À tua voz chega o silêncio e vence-a.

Nos pulsos vibra ainda o mesmo rio
que no delta dos dedos se extasia
e moroso reflui ao coração.

O gesto de acusar-te? Suspendi-o.
Mas foi só aguardando melhor dia
em que tenha lugar a execução.

18/05/2023

AS ROSAS ( Sophia de Mello Breyner Andresen )

 Quando à noite desfolho e trinco as rosas

É como se prendesse entre os meus dentes
Todo o luar das noites tranparentes,
Todo o fulgor das tardes luminosas,
O vento bailador das primaveras,
A doçura amarga dos poentes,
E a exaltação de todas as esperas.

07/05/2023

VISÃO DE CLARICE LISPECTOR (Carlos Drummond De Andrade)

 Clarice,

veio de um mistério, partiu para outro.

Ficamos sem saber a essência do mistério.
Ou o mistério não era essencial,
era Clarice viajando nele.

Era Clarice bulindo no fundo mais fundo,
onde a palavra parece encontrar
sua razão de ser, e retratar o homem.

O que Clarice disse, o que Clarice
viveu por nós em forma de história
em forma de sonho de história
em forma de sonho de sonho de história
(no meio havia uma barata
ou um anjo?)
não sabemos repetir nem inventar.
São coisas, são jóias particulares de Clarice
que usamos de empréstimo, ela dona de tudo.

Clarice não foi um lugar-comum,
carteira de identidade, retrato.
De Chirico a pintou?
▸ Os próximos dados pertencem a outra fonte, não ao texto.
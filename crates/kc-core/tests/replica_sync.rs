use std::fs;
use std::path::Path;

use kc_core::credentials::{CredentialProvider, ACCOUNT, SERVICE};
use kc_core::{KcError, MemoryCredentials, SecretId, SecretStore};

const PASSWORD: &str = "shared-master-password";

fn id(value: &str) -> SecretId {
    value.parse().expect("identifier should parse")
}

fn device(root: &Path) -> SecretStore<MemoryCredentials> {
    let store = SecretStore::open(root.join("secrets.log"), MemoryCredentials::new());
    store.init(PASSWORD).expect("init should succeed");
    store
}

/// Play the sync tool: the remote copy lands next to the local log.
fn sync_conflict(from: &Path, to_dir: &Path, name: &str) {
    fs::copy(from, to_dir.join(name)).expect("copy should succeed");
}

#[test]
fn test_offline_edits_from_two_devices_converge() {
    let laptop_dir = tempfile::tempdir().expect("tempdir should succeed");
    let desktop_dir = tempfile::tempdir().expect("tempdir should succeed");
    let laptop = device(laptop_dir.path());
    let desktop = device(desktop_dir.path());

    laptop.save(&id("env:api"), b"laptop-key").expect("save should succeed");
    desktop.save(&id("token:github"), b"gh-token").expect("save should succeed");

    sync_conflict(
        desktop.log().path(),
        laptop_dir.path(),
        "secrets (desktop's conflicted copy 2024-01-02).log",
    );

    assert_eq!(
        laptop.list(None).expect("list should succeed"),
        vec!["env:api", "token:github"]
    );
    assert_eq!(
        laptop
            .load(&id("token:github"))
            .expect("load should succeed")
            .as_slice(),
        b"gh-token"
    );

    let leftovers: Vec<_> = fs::read_dir(laptop_dir.path())
        .expect("read_dir should succeed")
        .filter_map(|entry| entry.ok())
        .map(|entry| entry.file_name().to_string_lossy().to_string())
        .filter(|name| name.contains("conflicted"))
        .collect();
    assert!(leftovers.is_empty(), "siblings left behind: {:?}", leftovers);
}

#[test]
fn test_remote_delete_wins_when_later() {
    let laptop_dir = tempfile::tempdir().expect("tempdir should succeed");
    let desktop_dir = tempfile::tempdir().expect("tempdir should succeed");
    let laptop = device(laptop_dir.path());

    laptop.save(&id("env:db"), b"v1").expect("save should succeed");
    fs::copy(laptop.log().path(), desktop_dir.path().join("secrets.log"))
        .expect("copy should succeed");
    let desktop = device(desktop_dir.path());

    desktop.delete(&id("env:db")).expect("delete should succeed");
    sync_conflict(desktop.log().path(), laptop_dir.path(), "secrets 2.log");

    assert!(matches!(laptop.load(&id("env:db")), Err(KcError::NotFound(_))));
    assert!(laptop.list(None).expect("list should succeed").is_empty());
}

#[test]
fn test_duplicate_events_after_interrupted_merge_are_harmless() {
    let dir = tempfile::tempdir().expect("tempdir should succeed");
    let store = device(dir.path());
    store.save(&id("env:a"), b"alpha").expect("save should succeed");
    store.delete(&id("env:a")).expect("delete should succeed");
    store.save(&id("env:b"), b"bravo").expect("save should succeed");

    // A sibling already folded into the primary but never deleted.
    sync_conflict(
        store.log().path(),
        dir.path(),
        "secrets.sync-conflict-20240102-101010-ABCDEFG.log",
    );

    assert_eq!(store.list(None).expect("list should succeed"), vec!["env:b"]);
    assert_eq!(store.log().read_all().expect("read should succeed").len(), 6);
}

#[test]
fn test_device_without_master_password() {
    let dir = tempfile::tempdir().expect("tempdir should succeed");
    let seeded = device(dir.path());
    seeded.save(&id("env:a"), b"alpha").expect("save should succeed");

    let credentials = MemoryCredentials::new();
    let fresh = SecretStore::open(dir.path().join("secrets.log"), &credentials);

    assert_eq!(fresh.list(None).expect("list should succeed"), vec!["env:a"]);
    assert!(matches!(
        fresh.load(&id("env:a")),
        Err(KcError::MasterKeyNotFound)
    ));

    credentials
        .set(SERVICE, ACCOUNT, PASSWORD.as_bytes())
        .expect("set should succeed");
    assert_eq!(
        fresh.load(&id("env:a")).expect("load should succeed").as_slice(),
        b"alpha"
    );
}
Pois sim.

O mais puro retrato de Clarice
só se pode encontrá-lo atrás da nuvem
que o avião cortou, não se percebe mais.

De Clarice guardamos gestos. Gestos,
tentativas de Clarice sair de Clarice
para ser igual a nós todos
em cortesia, cuidados, providências.
Clarice não saiu, mesmo sorrindo.
Dentro dela
o que havia de salões, escadarias,
tetos fosforescentes, longas estepes,
zimbórios, pontes do Recife em bruma envoltas,
formava um país, o país onde Clarice
vivia, só e ardente, construindo fábulas.

Não podíamos reter Clarice em nosso chão
salpicado de compromissos. Os papéis,
os cumprimentos falavam em agora,
edições, possíveis coquetéis
à beira do abismo.
Levitando acima do abismo Clarice riscava
um sulco rubro e cinza no ar e fascinava.

Fascinava-nos, apenas.
Deixamos para compreendê-la mais tarde.
Mais tarde, um dia... saberemos amar Clarice.